The hard, clean questions
A mulberry tree


“A man, after he has brushed off the dust and chips of his life, will have left only the hard, clean questions: Was it good or was it evil? Have I done well—or ill?”


Someone once asked me: are you afraid of success? I thought it was the stupidest question I’d ever heard. In twenty years I haven’t forgotten it.

We make offerings to the world. The real question is not how they’re received; it's how we ourselves receive that reception. You let the results of your offering roll off? You're Abel, subject to the bitterness of those around you. You don't? You're Cain, subject to your own.

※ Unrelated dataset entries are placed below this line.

//! # Dispatcher Module
//!
//! Executes handler chains for the router.
//!
//! ## Overview
//!
//! Once the router has picked an entry for a request, the dispatcher:
//! - Runs the entry's handlers in order against the same
//!   [`RequestContext`](crate::server::RequestContext) and
//!   [`Response`](crate::server::Response)
//! - Stops the chain as soon as a handler finalises the response
//! - Converts handler errors and panics into
//!   [`RouterError::HandlerFailure`](crate::error::RouterError::HandlerFailure)
//!
//! ## Handlers
//!
//! ```rust
//! use microrouter::dispatcher::{handler, Handler};
//!
//! let auth: Handler = handler(|ctx, res| {
//!     if ctx.header("authorization").is_none() {
//!         res.end(401);
//!     }
//!     Ok(())
//! });
//! ```
//!
//! ## Error Handling
//!
//! - A handler returning `Err` aborts the chain; the router answers 500 with
//!   the rendered error chain as diagnostic text
//! - A panicking handler is caught and treated the same way
//! - Nothing is retried; every dispatch is one-shot

mod core;

pub use core::{execute_chain, handler, ChainOutcome, DispatchOutcome, Handler, HandlerResult};
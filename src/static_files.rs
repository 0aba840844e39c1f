//! Static file serving.
//!
//! [`StaticFiles`] maps a URL remainder onto a directory without ever leaving
//! it: only normal path components are accepted, so `..`, absolute paths and
//! drive prefixes are refused. [`StaticOptions`] resolves MIME types from a
//! builtin extension table plus caller overrides and controls `Cache-Control`.

use std::collections::HashMap;
use std::path::{Component, Path, PathBuf};
use std::time::Duration;

use anyhow::Result;
use tracing::debug;

use crate::server::Response;

const DEFAULT_MAX_AGE: Duration = Duration::from_secs(60 * 60);
const FALLBACK_MIME: &str = "application/octet-stream";

/// Builtin extension → MIME table. Extensions are matched lowercase.
pub fn builtin_mime(ext: &str) -> Option<&'static str> {
    let mime = match ext {
        "json" => "application/json",
        "doc" | "docx" => "application/msword",
        "pdf" | "ai" => "application/pdf",
        "xml" | "xsl" | "xlsx" => "application/xml",
        "zip" => "application/zip",
        "wasm" => "application/wasm",
        "m4a" | "mp4a" => "audio/mp4",
        "mp3" => "audio/mpeg",
        "oga" | "ogg" | "opus" => "audio/ogg",
        "weba" => "audio/webm",
        "otf" => "font/otf",
        "ttf" => "font/ttf",
        "woff" => "font/woff",
        "woff2" => "font/woff2",
        "bmp" => "image/bmp",
        "gif" => "image/gif",
        "jpeg" | "jpg" => "image/jpeg",
        "png" => "image/png",
        "svg" => "image/svg+xml",
        "tiff" | "tif" => "image/tiff",
        "webp" => "image/webp",
        "ico" => "image/x-icon",
        "ics" | "ifb" => "text/calendar",
        "css" => "text/css",
        "csv" => "text/csv",
        "html" | "htm" => "text/html",
        "js" | "mjs" => "text/javascript",
        "txt" | "text" | "conf" | "log" | "ini" => "text/plain",
        "rtf" => "text/richtext",
        "mp4" | "mp4v" | "mpg4" | "mpeg" | "ts" => "video/mpeg",
        "webm" => "video/webm",
        _ => return None,
    };
    Some(mime)
}

/// Options for [`Response::send_file`] and `Router::serve_static`.
#[derive(Debug, Clone, PartialEq, Eq)]
pub struct StaticOptions {
    /// Value of `Cache-Control: max-age`, sent in whole seconds
    pub max_age: Duration,
    /// Extension → MIME overrides, consulted before the builtin table
    pub mime_types: HashMap<String, String>,
}

impl Default for StaticOptions {
    fn default() -> Self {
        Self {
            max_age: DEFAULT_MAX_AGE,
            mime_types: HashMap::new(),
        }
    }
}

impl StaticOptions {
    #[must_use]
    pub fn new() -> Self {
        Self::default()
    }

    #[must_use]
    pub fn with_max_age_minutes(mut self, minutes: u64) -> Self {
        self.max_age = Duration::from_secs(minutes.saturating_mul(60));
        self
    }

    #[must_use]
    pub fn with_mime_type(mut self, ext: &str, mime: &str) -> Self {
        self.mime_types.insert(
            ext.trim_start_matches('.').to_ascii_lowercase(),
            mime.to_string(),
        );
        self
    }

    /// MIME type for `path`: caller override, then builtin table, then
    /// `application/octet-stream`.
    #[must_use]
    pub fn mime_for(&self, path: &Path) -> String {
        let ext = path
            .extension()
            .and_then(|s| s.to_str())
            .unwrap_or_default()
            .to_ascii_lowercase();
        if let Some(mime) = self.mime_types.get(&ext) {
            return mime.clone();
        }
        builtin_mime(&ext).unwrap_or(FALLBACK_MIME).to_string()
    }

    #[must_use]
    pub fn cache_control(&self) -> String {
        format!("max-age={}", self.max_age.as_secs())
    }
}

/// A directory served under a URL prefix.
#[derive(Debug, Clone)]
pub struct StaticFiles {
    base_dir: PathBuf,
    options: StaticOptions,
}

impl StaticFiles {
    pub fn new<P: Into<PathBuf>>(base: P, options: StaticOptions) -> Self {
        Self {
            base_dir: base.into(),
            options,
        }
    }

    #[must_use]
    pub fn base_dir(&self) -> &Path {
        &self.base_dir
    }

    fn map_path(&self, url_path: &str) -> Option<PathBuf> {
        let mut pb = self.base_dir.clone();
        for comp in Path::new(url_path.trim_start_matches('/')).components() {
            match comp {
                Component::Normal(s) => pb.push(s),
                Component::CurDir => {}
                _ => return None,
            }
        }
        Some(pb)
    }

    /// Answer a request for `rest` (the URL remainder below the mount point).
    ///
    /// Extension-less paths are treated as client-side routes and get the
    /// directory's `index.html` when one exists. Anything else that does not
    /// resolve to a file inside the directory ends with 404.
    pub fn respond(&self, rest: &str, res: &mut Response) -> Result<()> {
        let index = self.base_dir.join("index.html");
        if Path::new(rest).extension().is_none() && index.is_file() {
            debug!(rest = %rest, file = %index.display(), "Serving index for extension-less path");
            return res.send_file(&index, &self.options);
        }
        match self.map_path(rest) {
            Some(file) => {
                debug!(rest = %rest, file = %file.display(), "Serving static file");
                res.send_file(&file, &self.options)
            }
            None => {
                debug!(rest = %rest, "Rejected static path outside base directory");
                res.end(404);
                Ok(())
            }
        }
    }
}
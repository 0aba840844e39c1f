use std::path::PathBuf;

use http::Method;
use microrouter::server::UploadError;
use microrouter::{Body, Request, UploadedFile};
use serde_json::json;

fn upload(name: &str, error: Option<UploadError>) -> UploadedFile {
    UploadedFile {
        name: name.to_string(),
        temp_path: PathBuf::from(format!("/tmp/upload-{name}")),
        mime_type: "text/plain".to_string(),
        size: 12,
        error,
    }
}

#[test]
fn test_headers_are_case_insensitive() {
    let req = Request::new(Method::GET, "/")
        .with_header("X-Api-Key", "first")
        .with_header("x-api-key", "second");
    assert_eq!(req.header("X-API-KEY"), Some("second"));
    assert!(req.header("missing").is_none());
}

#[test]
fn test_query_parameters_are_decoded() {
    let req = Request::new(Method::GET, "/search?q=rust+router&tag=a%26b&page=1&page=2");
    assert_eq!(req.path(), "/search");
    assert_eq!(req.query("q"), Some("rust router"));
    assert_eq!(req.query("tag"), Some("a&b"));
    assert_eq!(req.query("page"), Some("2"));
    assert_eq!(req.query_params().len(), 4);
}

#[test]
fn test_json_body() {
    let req = Request::new(Method::POST, "/")
        .with_header("Content-Type", "application/json; charset=utf-8")
        .with_body(r#"{"name":"widget","qty":3}"#);
    assert_eq!(
        req.body().unwrap(),
        Body::Json(json!({ "name": "widget", "qty": 3 }))
    );
}

#[test]
fn test_empty_json_body_is_null() {
    let req = Request::new(Method::POST, "/").with_header("content-type", "application/json");
    assert_eq!(req.body().unwrap(), Body::Json(serde_json::Value::Null));
}

#[test]
fn test_invalid_json_body_is_an_error() {
    let req = Request::new(Method::POST, "/")
        .with_header("content-type", "application/json")
        .with_body("[1,");
    assert!(req.body().is_err());
}

#[test]
fn test_urlencoded_form_body() {
    let req = Request::new(Method::POST, "/login")
        .with_header("Content-Type", "application/x-www-form-urlencoded")
        .with_body("user=ana+b&pass=p%40ss");
    assert_eq!(req.form_field("user").as_deref(), Some("ana b"));
    assert_eq!(req.form_field("pass").as_deref(), Some("p@ss"));
    assert!(req.form_field("other").is_none());
}

#[test]
fn test_multipart_fields_come_from_host() {
    let req = Request::new(Method::POST, "/upload")
        .with_header("Content-Type", "multipart/form-data; boundary=xyz")
        .with_form_field("title", "holiday");
    assert_eq!(req.form_field("title").as_deref(), Some("holiday"));
}

#[test]
fn test_other_content_is_raw() {
    let req = Request::new(Method::PUT, "/blob")
        .with_header("content-type", "application/octet-stream")
        .with_body(vec![0u8, 159, 146, 150]);
    assert_eq!(req.body().unwrap(), Body::Raw(vec![0, 159, 146, 150]));
    assert_eq!(req.raw_body().len(), 4);

    let req = Request::new(Method::PUT, "/blob").with_body("plain");
    assert_eq!(req.body().unwrap(), Body::Raw(b"plain".to_vec()));
}

#[test]
fn test_files_by_field() {
    let req = Request::new(Method::POST, "/upload")
        .with_file("docs", upload("a.txt", None))
        .with_file("docs", upload("b.txt", Some(UploadError::Partial)))
        .with_file("empty", upload("", Some(UploadError::NoFile)));

    let docs = req.files("docs").unwrap();
    assert_eq!(docs.len(), 2);
    assert_eq!(docs[0].name, "a.txt");
    assert_eq!(docs[1].error.map(UploadError::as_str), Some("UPLOAD_ERR_PARTIAL"));

    assert!(req.files("empty").is_none());
    assert!(req.files("absent").is_none());
}

#[test]
fn test_from_http_keeps_headers_and_body() {
    let req = http::Request::builder()
        .method(Method::PATCH)
        .uri("https://example.com/items/3?dry_run=true")
        .header("Content-Type", "application/json")
        .body(br#"{"qty":1}"#.to_vec())
        .unwrap();
    let req = Request::from_http(req);
    assert_eq!(req.method(), &Method::PATCH);
    assert_eq!(req.path(), "/items/3");
    assert_eq!(req.query("dry_run"), Some("true"));
    assert_eq!(req.content_type().as_deref(), Some("application/json"));
    assert_eq!(req.body().unwrap(), Body::Json(json!({ "qty": 1 })));
}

Something in me knows it’s easier not to make offerings. Harder still, something in me knows I have to.


“You're going to pass something down no matter what you do or if you do nothing. Even if you let yourself go fallow, the weeds will grow and the brambles. Something will grow.”


The side of the moon facing us is usually invisible, the same color as the sky around it. Otherwise it’s some bright shape. Once in a long while, in a total solar eclipse, the side facing us is a pure black circle, darker than the dark side – the thing that gets all the mystique – ever is. Earth blocks it from other stars’ light and a white halo surrounds it so we can all see.

Some would have us think evil can't and doesn't exist. "There is only power and those who seek it," they say; there's only the cold, chaotic indifference of Nature. Others make us see what Nature's very indifference has molded us into: thinking, wondering animals, asking themselves hard, clean questions. We evolved with tendencies, all containing survival value; what are we doing with them? Good–or ill? You can run from this question all you like; you can believe in determinism, as I do; in the end, whatever you do, it will be you who does it.


“Do you take pride in your hurt?” Samuel asked. “Does it make you seem large and tragic?…Maybe you’re playing a part on a great stage with only yourself as audience.”